DATA SUPPLIED section start

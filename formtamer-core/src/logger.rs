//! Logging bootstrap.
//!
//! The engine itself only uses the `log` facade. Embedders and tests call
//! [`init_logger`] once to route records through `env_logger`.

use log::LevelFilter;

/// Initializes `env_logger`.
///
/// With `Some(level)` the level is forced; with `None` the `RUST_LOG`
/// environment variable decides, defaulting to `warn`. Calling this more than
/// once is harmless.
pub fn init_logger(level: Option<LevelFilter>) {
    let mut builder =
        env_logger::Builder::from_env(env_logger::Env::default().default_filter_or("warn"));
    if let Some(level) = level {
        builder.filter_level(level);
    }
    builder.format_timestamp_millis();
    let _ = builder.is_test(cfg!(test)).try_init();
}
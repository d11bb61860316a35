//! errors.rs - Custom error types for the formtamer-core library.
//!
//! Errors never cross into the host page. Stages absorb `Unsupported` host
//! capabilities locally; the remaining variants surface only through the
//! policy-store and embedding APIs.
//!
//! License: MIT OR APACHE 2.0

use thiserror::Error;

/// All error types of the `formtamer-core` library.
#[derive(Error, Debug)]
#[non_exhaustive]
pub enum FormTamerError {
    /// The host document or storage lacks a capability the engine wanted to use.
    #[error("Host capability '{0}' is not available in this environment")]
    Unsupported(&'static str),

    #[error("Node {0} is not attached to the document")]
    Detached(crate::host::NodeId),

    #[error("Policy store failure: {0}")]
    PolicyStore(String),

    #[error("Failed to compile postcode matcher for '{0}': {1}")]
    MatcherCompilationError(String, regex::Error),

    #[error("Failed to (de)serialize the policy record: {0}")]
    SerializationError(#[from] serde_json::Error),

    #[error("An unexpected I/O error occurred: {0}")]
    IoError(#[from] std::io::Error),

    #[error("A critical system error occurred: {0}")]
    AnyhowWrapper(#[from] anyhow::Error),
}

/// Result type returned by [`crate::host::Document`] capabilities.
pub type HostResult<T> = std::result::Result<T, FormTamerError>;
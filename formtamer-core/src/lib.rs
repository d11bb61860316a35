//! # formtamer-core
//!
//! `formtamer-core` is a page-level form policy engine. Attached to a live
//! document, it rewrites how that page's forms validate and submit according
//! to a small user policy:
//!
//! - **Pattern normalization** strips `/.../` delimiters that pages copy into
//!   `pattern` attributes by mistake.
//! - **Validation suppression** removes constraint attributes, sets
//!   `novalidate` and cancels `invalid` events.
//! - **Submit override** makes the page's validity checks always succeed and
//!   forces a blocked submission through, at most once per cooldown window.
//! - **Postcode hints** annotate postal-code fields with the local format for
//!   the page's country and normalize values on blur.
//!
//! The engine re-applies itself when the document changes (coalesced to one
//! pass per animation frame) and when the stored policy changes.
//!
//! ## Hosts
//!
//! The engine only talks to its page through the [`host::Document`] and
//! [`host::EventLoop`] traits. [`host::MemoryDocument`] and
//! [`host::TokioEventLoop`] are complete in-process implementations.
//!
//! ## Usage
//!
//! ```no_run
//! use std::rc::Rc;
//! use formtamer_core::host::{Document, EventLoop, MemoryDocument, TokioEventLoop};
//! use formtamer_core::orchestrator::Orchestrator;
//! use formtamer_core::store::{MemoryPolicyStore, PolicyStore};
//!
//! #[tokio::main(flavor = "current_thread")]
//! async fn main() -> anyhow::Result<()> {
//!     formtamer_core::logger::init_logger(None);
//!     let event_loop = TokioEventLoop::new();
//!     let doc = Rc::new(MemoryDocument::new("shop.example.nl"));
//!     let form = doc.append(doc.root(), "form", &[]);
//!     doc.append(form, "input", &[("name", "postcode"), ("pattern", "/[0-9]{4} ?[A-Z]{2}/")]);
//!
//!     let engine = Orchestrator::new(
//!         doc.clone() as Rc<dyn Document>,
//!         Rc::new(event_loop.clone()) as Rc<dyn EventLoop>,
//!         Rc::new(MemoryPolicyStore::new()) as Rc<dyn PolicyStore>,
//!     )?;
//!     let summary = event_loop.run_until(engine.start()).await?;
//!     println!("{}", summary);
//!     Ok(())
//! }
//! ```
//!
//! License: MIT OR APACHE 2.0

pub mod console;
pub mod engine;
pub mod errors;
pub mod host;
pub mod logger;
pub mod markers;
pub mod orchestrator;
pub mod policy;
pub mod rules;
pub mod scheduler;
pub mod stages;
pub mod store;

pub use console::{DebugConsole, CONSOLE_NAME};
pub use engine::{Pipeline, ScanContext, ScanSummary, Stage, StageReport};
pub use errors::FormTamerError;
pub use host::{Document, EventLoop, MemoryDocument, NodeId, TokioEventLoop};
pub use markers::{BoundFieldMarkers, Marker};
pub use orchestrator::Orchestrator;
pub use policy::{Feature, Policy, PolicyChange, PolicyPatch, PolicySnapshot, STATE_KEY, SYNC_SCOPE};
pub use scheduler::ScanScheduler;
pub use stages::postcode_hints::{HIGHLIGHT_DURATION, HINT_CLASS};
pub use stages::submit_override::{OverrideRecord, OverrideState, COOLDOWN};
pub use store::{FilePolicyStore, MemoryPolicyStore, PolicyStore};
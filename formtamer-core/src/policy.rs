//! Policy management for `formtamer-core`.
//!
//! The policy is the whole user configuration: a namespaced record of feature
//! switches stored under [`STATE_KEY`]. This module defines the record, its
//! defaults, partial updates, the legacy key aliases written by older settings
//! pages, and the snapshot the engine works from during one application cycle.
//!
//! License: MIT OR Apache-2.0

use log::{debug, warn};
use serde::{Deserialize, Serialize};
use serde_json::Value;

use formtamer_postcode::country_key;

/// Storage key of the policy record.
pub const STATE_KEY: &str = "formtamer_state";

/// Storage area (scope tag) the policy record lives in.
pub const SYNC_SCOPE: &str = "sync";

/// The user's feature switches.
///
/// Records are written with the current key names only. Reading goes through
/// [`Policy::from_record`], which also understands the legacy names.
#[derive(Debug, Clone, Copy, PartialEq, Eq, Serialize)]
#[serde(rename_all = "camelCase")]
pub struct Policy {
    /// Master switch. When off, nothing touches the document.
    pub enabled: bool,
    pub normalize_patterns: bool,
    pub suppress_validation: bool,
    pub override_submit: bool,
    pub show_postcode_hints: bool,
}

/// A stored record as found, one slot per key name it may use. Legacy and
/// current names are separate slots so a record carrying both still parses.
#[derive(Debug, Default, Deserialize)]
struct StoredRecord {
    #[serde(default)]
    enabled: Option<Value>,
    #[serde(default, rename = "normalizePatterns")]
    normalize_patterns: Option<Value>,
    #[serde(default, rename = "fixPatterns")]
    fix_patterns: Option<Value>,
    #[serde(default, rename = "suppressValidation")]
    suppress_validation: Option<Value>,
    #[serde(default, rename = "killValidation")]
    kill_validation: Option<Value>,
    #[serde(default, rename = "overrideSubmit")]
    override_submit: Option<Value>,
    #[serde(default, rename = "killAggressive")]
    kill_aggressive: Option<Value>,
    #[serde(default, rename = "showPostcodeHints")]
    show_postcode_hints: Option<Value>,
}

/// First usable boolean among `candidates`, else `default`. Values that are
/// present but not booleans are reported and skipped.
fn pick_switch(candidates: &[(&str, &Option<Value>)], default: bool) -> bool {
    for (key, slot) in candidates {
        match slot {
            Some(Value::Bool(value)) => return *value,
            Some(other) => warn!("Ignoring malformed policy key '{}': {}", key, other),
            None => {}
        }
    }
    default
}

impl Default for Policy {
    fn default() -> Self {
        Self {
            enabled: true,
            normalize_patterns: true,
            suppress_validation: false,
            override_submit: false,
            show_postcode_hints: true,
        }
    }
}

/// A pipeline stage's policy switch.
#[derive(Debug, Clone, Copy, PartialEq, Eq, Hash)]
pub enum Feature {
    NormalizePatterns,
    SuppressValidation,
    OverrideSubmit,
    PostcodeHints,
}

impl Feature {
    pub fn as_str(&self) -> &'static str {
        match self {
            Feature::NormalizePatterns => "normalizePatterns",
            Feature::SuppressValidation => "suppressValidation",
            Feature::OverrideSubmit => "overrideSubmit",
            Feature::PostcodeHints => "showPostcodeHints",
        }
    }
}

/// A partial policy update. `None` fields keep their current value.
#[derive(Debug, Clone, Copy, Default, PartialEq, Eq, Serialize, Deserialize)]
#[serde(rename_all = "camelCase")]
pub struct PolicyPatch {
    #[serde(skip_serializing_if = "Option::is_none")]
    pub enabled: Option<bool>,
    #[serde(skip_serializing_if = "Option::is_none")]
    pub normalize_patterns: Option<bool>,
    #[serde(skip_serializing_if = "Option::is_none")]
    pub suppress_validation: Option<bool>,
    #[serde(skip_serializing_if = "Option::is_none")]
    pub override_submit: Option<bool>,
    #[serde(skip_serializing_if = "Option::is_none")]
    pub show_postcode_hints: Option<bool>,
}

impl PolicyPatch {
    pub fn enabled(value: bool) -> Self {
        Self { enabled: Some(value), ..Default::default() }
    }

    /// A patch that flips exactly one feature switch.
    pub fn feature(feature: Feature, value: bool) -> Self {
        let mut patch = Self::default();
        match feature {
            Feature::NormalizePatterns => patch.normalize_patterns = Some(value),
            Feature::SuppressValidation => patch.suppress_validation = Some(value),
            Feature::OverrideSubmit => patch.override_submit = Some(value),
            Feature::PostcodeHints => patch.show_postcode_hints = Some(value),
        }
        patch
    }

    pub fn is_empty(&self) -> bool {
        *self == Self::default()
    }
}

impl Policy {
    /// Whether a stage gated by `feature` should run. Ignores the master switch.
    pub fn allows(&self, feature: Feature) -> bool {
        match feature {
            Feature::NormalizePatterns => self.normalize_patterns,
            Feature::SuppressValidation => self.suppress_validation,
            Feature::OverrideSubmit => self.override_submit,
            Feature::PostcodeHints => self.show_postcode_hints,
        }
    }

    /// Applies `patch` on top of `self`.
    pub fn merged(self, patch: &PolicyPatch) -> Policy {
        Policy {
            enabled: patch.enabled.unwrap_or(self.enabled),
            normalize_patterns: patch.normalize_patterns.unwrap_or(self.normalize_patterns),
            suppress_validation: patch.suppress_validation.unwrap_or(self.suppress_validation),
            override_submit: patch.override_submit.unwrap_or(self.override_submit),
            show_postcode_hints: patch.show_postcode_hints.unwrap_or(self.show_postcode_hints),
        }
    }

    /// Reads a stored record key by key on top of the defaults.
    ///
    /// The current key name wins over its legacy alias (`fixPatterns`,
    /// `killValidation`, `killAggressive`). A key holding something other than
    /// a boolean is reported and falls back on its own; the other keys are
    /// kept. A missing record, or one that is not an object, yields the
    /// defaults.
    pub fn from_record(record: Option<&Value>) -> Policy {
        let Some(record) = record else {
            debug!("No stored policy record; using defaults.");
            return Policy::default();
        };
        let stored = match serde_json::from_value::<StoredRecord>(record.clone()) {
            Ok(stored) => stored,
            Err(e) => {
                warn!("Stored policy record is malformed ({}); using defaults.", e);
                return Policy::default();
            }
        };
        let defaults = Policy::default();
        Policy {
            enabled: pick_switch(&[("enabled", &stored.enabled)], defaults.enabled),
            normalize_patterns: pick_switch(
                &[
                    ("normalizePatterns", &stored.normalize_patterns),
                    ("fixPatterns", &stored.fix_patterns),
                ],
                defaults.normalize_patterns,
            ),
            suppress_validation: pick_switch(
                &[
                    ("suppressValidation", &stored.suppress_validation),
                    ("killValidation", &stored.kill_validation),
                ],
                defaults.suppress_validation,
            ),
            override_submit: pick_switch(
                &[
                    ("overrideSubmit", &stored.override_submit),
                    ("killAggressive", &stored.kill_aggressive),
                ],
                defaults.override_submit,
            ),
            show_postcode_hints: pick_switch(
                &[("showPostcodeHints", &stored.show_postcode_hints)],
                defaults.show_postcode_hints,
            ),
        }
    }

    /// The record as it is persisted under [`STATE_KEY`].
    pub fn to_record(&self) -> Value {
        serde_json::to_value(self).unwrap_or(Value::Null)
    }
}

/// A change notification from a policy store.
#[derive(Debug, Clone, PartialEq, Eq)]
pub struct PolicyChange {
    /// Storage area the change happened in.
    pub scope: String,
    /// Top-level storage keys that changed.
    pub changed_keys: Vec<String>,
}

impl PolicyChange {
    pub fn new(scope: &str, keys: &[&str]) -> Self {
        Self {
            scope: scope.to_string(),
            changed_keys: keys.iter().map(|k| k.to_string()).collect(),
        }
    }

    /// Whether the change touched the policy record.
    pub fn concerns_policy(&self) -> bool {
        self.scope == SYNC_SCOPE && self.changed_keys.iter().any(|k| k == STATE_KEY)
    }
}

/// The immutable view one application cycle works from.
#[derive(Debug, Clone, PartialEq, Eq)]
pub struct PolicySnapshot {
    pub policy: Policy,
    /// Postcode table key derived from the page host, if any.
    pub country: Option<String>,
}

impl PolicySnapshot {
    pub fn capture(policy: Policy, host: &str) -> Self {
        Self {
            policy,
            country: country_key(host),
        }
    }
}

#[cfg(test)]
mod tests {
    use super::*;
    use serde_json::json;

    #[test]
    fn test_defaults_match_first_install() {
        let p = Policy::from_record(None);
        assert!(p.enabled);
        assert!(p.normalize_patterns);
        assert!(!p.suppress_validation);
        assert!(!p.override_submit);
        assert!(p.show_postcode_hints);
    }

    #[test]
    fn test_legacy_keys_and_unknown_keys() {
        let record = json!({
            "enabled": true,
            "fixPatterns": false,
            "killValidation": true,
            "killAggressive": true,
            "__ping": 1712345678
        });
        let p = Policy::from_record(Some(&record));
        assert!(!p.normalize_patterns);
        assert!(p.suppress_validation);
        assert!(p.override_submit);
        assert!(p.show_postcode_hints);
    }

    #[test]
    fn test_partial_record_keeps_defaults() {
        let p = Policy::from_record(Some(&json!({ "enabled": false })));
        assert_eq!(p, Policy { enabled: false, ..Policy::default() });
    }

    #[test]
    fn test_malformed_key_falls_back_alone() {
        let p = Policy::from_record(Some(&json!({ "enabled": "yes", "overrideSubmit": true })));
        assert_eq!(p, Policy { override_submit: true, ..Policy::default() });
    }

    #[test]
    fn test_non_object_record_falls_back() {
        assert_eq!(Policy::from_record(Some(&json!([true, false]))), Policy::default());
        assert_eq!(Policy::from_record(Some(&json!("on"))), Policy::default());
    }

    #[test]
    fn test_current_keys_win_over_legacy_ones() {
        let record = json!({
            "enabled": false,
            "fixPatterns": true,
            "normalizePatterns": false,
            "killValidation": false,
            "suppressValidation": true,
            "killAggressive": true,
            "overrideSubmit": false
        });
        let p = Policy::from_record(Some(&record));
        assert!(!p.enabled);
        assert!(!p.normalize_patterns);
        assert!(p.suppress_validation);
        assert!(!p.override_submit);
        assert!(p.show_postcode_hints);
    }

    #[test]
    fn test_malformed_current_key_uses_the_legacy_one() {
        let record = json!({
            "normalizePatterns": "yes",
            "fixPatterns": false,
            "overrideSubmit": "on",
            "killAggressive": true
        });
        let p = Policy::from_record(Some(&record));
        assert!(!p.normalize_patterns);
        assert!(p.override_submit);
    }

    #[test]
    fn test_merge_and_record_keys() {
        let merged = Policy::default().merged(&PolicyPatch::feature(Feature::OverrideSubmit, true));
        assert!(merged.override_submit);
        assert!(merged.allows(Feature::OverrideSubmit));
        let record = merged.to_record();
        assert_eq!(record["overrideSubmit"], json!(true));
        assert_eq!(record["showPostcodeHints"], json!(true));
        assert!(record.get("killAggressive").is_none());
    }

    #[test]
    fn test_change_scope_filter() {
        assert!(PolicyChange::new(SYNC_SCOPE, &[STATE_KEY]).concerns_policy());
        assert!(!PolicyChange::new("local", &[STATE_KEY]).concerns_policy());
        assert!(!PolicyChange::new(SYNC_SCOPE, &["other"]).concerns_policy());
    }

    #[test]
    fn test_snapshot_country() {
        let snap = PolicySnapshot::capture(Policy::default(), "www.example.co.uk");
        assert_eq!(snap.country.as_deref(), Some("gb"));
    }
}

DATA SUPPLIED section end

TASK DETAILS: Transcribe, exactly and without additions, the lines of the records above, beginning with the line that contains "pub const STATE_KEY: &str" and ending with the line that contains "Some(Value::Bool(value)) => return", both included.

OUTPUT FOR THIS TASK:
pub const STATE_KEY: &str = "formtamer_state";

/// Storage area (scope tag) the policy record lives in.
pub const SYNC_SCOPE: &str = "sync";

/// The user's feature switches.
///
/// Records are written with the current key names only. Reading goes through
/// [`Policy::from_record`], which also understands the legacy names.
#[derive(Debug, Clone, Copy, PartialEq, Eq, Serialize)]
#[serde(rename_all = "camelCase")]
pub struct Policy {
    /// Master switch. When off, nothing touches the document.
    pub enabled: bool,
    pub normalize_patterns: bool,
    pub suppress_validation: bool,
    pub override_submit: bool,
    pub show_postcode_hints: bool,
}

/// A stored record as found, one slot per key name it may use. Legacy and
/// current names are separate slots so a record carrying both still parses.
#[derive(Debug, Default, Deserialize)]
struct StoredRecord {
    #[serde(default)]
    enabled: Option<Value>,
    #[serde(default, rename = "normalizePatterns")]
    normalize_patterns: Option<Value>,
    #[serde(default, rename = "fixPatterns")]
    fix_patterns: Option<Value>,
    #[serde(default, rename = "suppressValidation")]
    suppress_validation: Option<Value>,
    #[serde(default, rename = "killValidation")]
    kill_validation: Option<Value>,
    #[serde(default, rename = "overrideSubmit")]
    override_submit: Option<Value>,
    #[serde(default, rename = "killAggressive")]
    kill_aggressive: Option<Value>,
    #[serde(default, rename = "showPostcodeHints")]
    show_postcode_hints: Option<Value>,
}

/// First usable boolean among `candidates`, else `default`. Values that are
/// present but not booleans are reported and skipped.
fn pick_switch(candidates: &[(&str, &Option<Value>)], default: bool) -> bool {
    for (key, slot) in candidates {
        match slot {
            Some(Value::Bool(value)) => return *value,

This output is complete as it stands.